WORK TASK:
Number of lines with the string "core" in the entries below: report it, and nothing besides.

DATA FOR ANALYSIS Start Marker

//! ELF Dynamic Linker Bootstrap Support
//!
//! Provides auxiliary vector construction, interpreter discovery, and dynamic
//! linker preparation for running dynamically-linked ELF binaries.

// ELF dynamic linker bootstrap

#[cfg(feature = "alloc")]
extern crate alloc;

#[cfg(feature = "alloc")]
use alloc::{string::String, vec::Vec};

use super::types::{Elf64ProgramHeader, ElfBinary, ProgramType};
use crate::{error::KernelError, mm::PAGE_SIZE};

// ---------------------------------------------------------------------------
// Auxiliary Vector Types
// ---------------------------------------------------------------------------

/// Auxiliary vector entry type identifiers (from the ELF specification / Linux
/// ABI).
#[derive(Debug, Clone, Copy, PartialEq, Eq)]
#[repr(u64)]
pub enum AuxType {
    /// End of vector (sentinel).
    AtNull = 0,
    /// Program headers address in memory.
    AtPhdr = 3,
    /// Size of one program header entry.
    AtPhent = 4,
    /// Number of program headers.
    AtPhnum = 5,
    /// System page size.
    AtPagesz = 6,
    /// Interpreter base address.
    AtBase = 7,
    /// Entry point of the binary.
    AtEntry = 9,
    /// Address of 16 random bytes (for stack canaries / ASLR).
    AtRandom = 25,
    /// Filename of the program being run.
    AtExecfn = 31,
}

/// A single entry in the auxiliary vector passed to the dynamic linker.
#[derive(Debug, Clone, Copy)]
pub struct AuxVecEntry {
    /// The type of this entry.
    pub type_id: AuxType,
    /// The value associated with this type.
    pub value: u64,
}

impl AuxVecEntry {
    /// Create a new auxiliary vector entry.
    pub fn new(type_id: AuxType, value: u64) -> Self {
        Self { type_id, value }
    }
}

// ---------------------------------------------------------------------------
// Dynamic Linker Info
// ---------------------------------------------------------------------------

/// Information required to set up the dynamic linker for a binary.
#[cfg(feature = "alloc")]
pub struct DynamicLinkerInfo {
    /// Path to the interpreter (e.g., `/lib/ld-linux.so.2`).
    pub interp_path: String,
    /// Base address at which the interpreter was loaded.
    pub interp_base: u64,
    /// Entry point of the interpreter.
    pub interp_entry: u64,
    /// Auxiliary vector to place on the initial user stack.
    pub aux_vector: Vec<AuxVecEntry>,
}

// ---------------------------------------------------------------------------
// Interpreter Discovery
// ---------------------------------------------------------------------------

/// Find the interpreter path from a list of program headers.
///
/// Scans for a `PT_INTERP` segment and extracts the null-terminated path
/// string from the ELF data. Returns `None` for statically linked binaries.
#[cfg(feature = "alloc")]
pub fn find_interpreter(
    data: &[u8],
    program_headers: &[Elf64ProgramHeader],
) -> Result<Option<String>, KernelError> {
    for ph in program_headers {
        if ph.p_type == ProgramType::Interp as u32 {
            let offset = ph.p_offset as usize;
            let size = ph.p_filesz as usize;

            if size == 0 {
                return Err(KernelError::InvalidArgument {
                    name: "PT_INTERP",
                    value: "empty interpreter path",
                });
            }

            if offset.checked_add(size).is_none() || offset + size > data.len() {
                return Err(KernelError::InvalidArgument {
                    name: "PT_INTERP",
                    value: "segment extends past end of file",
                });
            }

            let interp_bytes = &data[offset..offset + size];

            // Remove trailing null terminator if present.
            let path_bytes = if interp_bytes.last() == Some(&0) {
                &interp_bytes[..size - 1]
            } else {
                interp_bytes
            };

            let path =
                core::str::from_utf8(path_bytes).map_err(|_| KernelError::InvalidArgument {
                    name: "PT_INTERP",
                    value: "interpreter path is not valid UTF-8",
                })?;

            return Ok(Some(String::from(path)));
        }
    }

    Ok(None)
}

// ---------------------------------------------------------------------------
// Auxiliary Vector Construction
// ---------------------------------------------------------------------------

/// Build an auxiliary vector for the dynamic linker.
///
/// The auxiliary vector is placed on the user stack before the process starts.
/// It provides the dynamic linker with information about the loaded binary.
///
/// # Arguments
/// * `elf_binary` - Parsed ELF binary information.
/// * `phdr_addr`  - Address where program headers are loaded in memory.
/// * `interp_base` - Base address of the loaded interpreter (0 if none).
/// * `random_addr` - Address of 16 random bytes for AT_RANDOM.
/// * `execfn_addr` - Address of the filename string.
#[cfg(feature = "alloc")]
pub fn build_aux_vector(
    elf_binary: &ElfBinary,
    phdr_addr: u64,
    interp_base: u64,
    random_addr: u64,
    execfn_addr: u64,
) -> Vec<AuxVecEntry> {
    let phdr_count = elf_binary
        .segments
        .iter()
        .filter(|s| s.segment_type == super::types::SegmentType::Phdr)
        .count();

    // If no PHDR segment, count all segments as accessible via phdr_addr.
    let phnum = if phdr_count > 0 {
        phdr_count as u64
    } else {
        elf_binary.segments.len() as u64
    };

    let phent_size = core::mem::size_of::<Elf64ProgramHeader>() as u64;

    let mut aux = Vec::with_capacity(10);

    aux.push(AuxVecEntry::new(AuxType::AtPhdr, phdr_addr));
    aux.push(AuxVecEntry::new(AuxType::AtPhent, phent_size));
    aux.push(AuxVecEntry::new(AuxType::AtPhnum, phnum));
    aux.push(AuxVecEntry::new(AuxType::AtPagesz, PAGE_SIZE as u64));
    aux.push(AuxVecEntry::new(AuxType::AtEntry, elf_binary.entry_point));

    if interp_base != 0 {
        aux.push(AuxVecEntry::new(AuxType::AtBase, interp_base));
    }

    if random_addr != 0 {
        aux.push(AuxVecEntry::new(AuxType::AtRandom, random_addr));
    }

    if execfn_addr != 0 {
        aux.push(AuxVecEntry::new(AuxType::AtExecfn, execfn_addr));
    }

    // Terminate the vector.
    aux.push(AuxVecEntry::new(AuxType::AtNull, 0));

    aux
}

// ---------------------------------------------------------------------------
// Dynamic Linking Preparation
// ---------------------------------------------------------------------------

/// Prepare everything needed to run a dynamically linked ELF binary.
///
/// This function:
/// 1. Checks whether the binary has an interpreter.
/// 2. Loads the interpreter (if present) using the ELF loader.
/// 3. Builds the auxiliary vector for the dynamic linker.
///
/// Returns a [`DynamicLinkerInfo`] with all information needed to start the
/// process. If the binary is statically linked, returns `None`.
///
/// # Arguments
/// * `_elf_data`   - Raw bytes of the ELF file (reserved for future use).
/// * `elf_binary`  - Pre-parsed ELF binary metadata.
/// * `load_base`   - Base address where the main binary was loaded.
#[cfg(feature = "alloc")]
pub fn prepare_dynamic_linking(
    _elf_data: &[u8],
    elf_binary: &ElfBinary,
    load_base: u64,
) -> Result<Option<DynamicLinkerInfo>, KernelError> {
    // Loading an interpreter by path requires a filesystem, which this
    // kernel does not have: a dynamically linked binary with a PT_INTERP
    // segment cannot be started, only plain statically linked ones.
    let _ = load_base;
    match &elf_binary.interpreter {
        Some(_) => Err(KernelError::NotImplemented {
            feature: "dynamic interpreter loading",
        }),
        None => Ok(None),
    }
}

#[cfg(test)]
mod tests {
    use alloc::vec;

    use super::*;

    #[test]
    fn test_aux_type_values() {
        assert_eq!(AuxType::AtNull as u64, 0);
        assert_eq!(AuxType::AtPhdr as u64, 3);
        assert_eq!(AuxType::AtPhent as u64, 4);
        assert_eq!(AuxType::AtPhnum as u64, 5);
        assert_eq!(AuxType::AtPagesz as u64, 6);
        assert_eq!(AuxType::AtBase as u64, 7);
        assert_eq!(AuxType::AtEntry as u64, 9);
        assert_eq!(AuxType::AtRandom as u64, 25);
        assert_eq!(AuxType::AtExecfn as u64, 31);
    }

    #[test]
    fn test_aux_vec_entry_new() {
        let entry = AuxVecEntry::new(AuxType::AtPagesz, 4096);
        assert_eq!(entry.type_id, AuxType::AtPagesz);
        assert_eq!(entry.value, 4096);
    }

    #[test]
    fn test_find_interpreter_no_interp() {
        // Empty program headers -- no interpreter.
        let headers: Vec<Elf64ProgramHeader> = Vec::new();
        let data = &[];
        let result = find_interpreter(data, &headers);
        assert!(result.is_ok());
        assert!(result.unwrap().is_none());
    }

    #[test]
    fn test_find_interpreter_with_interp() {
        let interp_path = b"/lib/ld-linux.so.2\0";
        let mut data = vec![0u8; 128];
        let offset = 64usize;
        data[offset..offset + interp_path.len()].copy_from_slice(interp_path);

        let headers = vec![Elf64ProgramHeader {
            p_type: ProgramType::Interp as u32,
            p_flags: 4, // PF_R
            p_offset: offset as u64,
            p_vaddr: 0,
            p_paddr: 0,
            p_filesz: interp_path.len() as u64,
            p_memsz: interp_path.len() as u64,
            p_align: 1,
        }];

        let result = find_interpreter(&data, &headers);
        assert!(result.is_ok());
        let interp = result.unwrap();
        assert!(interp.is_some());
        assert_eq!(interp.unwrap(), "/lib/ld-linux.so.2");
    }

    #[test]
    fn test_find_interpreter_invalid_offset() {
        let headers = vec![Elf64ProgramHeader {
            p_type: ProgramType::Interp as u32,
            p_flags: 4,
            p_offset: 1000, // Past end of data.
            p_vaddr: 0,
            p_paddr: 0,
            p_filesz: 20,
            p_memsz: 20,
            p_align: 1,
        }];

        let data = &[0u8; 10];
        let result = find_interpreter(data, &headers);
        assert!(result.is_err());
    }

    #[test]
    fn test_build_aux_vector_terminates_with_null() {
        use alloc::vec;

        let binary = ElfBinary {
            entry_point: 0x401000,
            load_base: 0x400000,
            load_size: 0x2000,
            segments: vec![],
            interpreter: None,
            dynamic: false,
        };

        let aux = build_aux_vector(&binary, 0x400040, 0, 0, 0);

        // Must end with AT_NULL.
        let last = aux.last().expect("aux vector should not be empty");
        assert_eq!(last.type_id, AuxType::AtNull);
        assert_eq!(last.value, 0);
    }

    #[test]
    fn test_build_aux_vector_contains_essential_entries() {
        use alloc::vec;

        let binary = ElfBinary {
            entry_point: 0x401000,
            load_base: 0x400000,
            load_size: 0x2000,
            segments: vec![],
            interpreter: Some(String::from("/lib/ld.so.1")),
            dynamic: true,
        };

        let aux = build_aux_vector(&binary, 0x400040, 0x7F000000, 0xBEEF, 0xCAFE);

        let has = |t: AuxType| aux.iter().any(|e| e.type_id == t);
        assert!(has(AuxType::AtPhdr));
        assert!(has(AuxType::AtPhent));
        assert!(has(AuxType::AtPhnum));
        assert!(has(AuxType::AtPagesz));
        assert!(has(AuxType::AtEntry));
        assert!(has(AuxType::AtBase));
        assert!(has(AuxType::AtRandom));
        assert!(has(AuxType::AtExecfn));
        assert!(has(AuxType::AtNull));
    }
}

DATA FOR ANALYSIS End Marker

RESULT FOR THIS EXERCISE:
2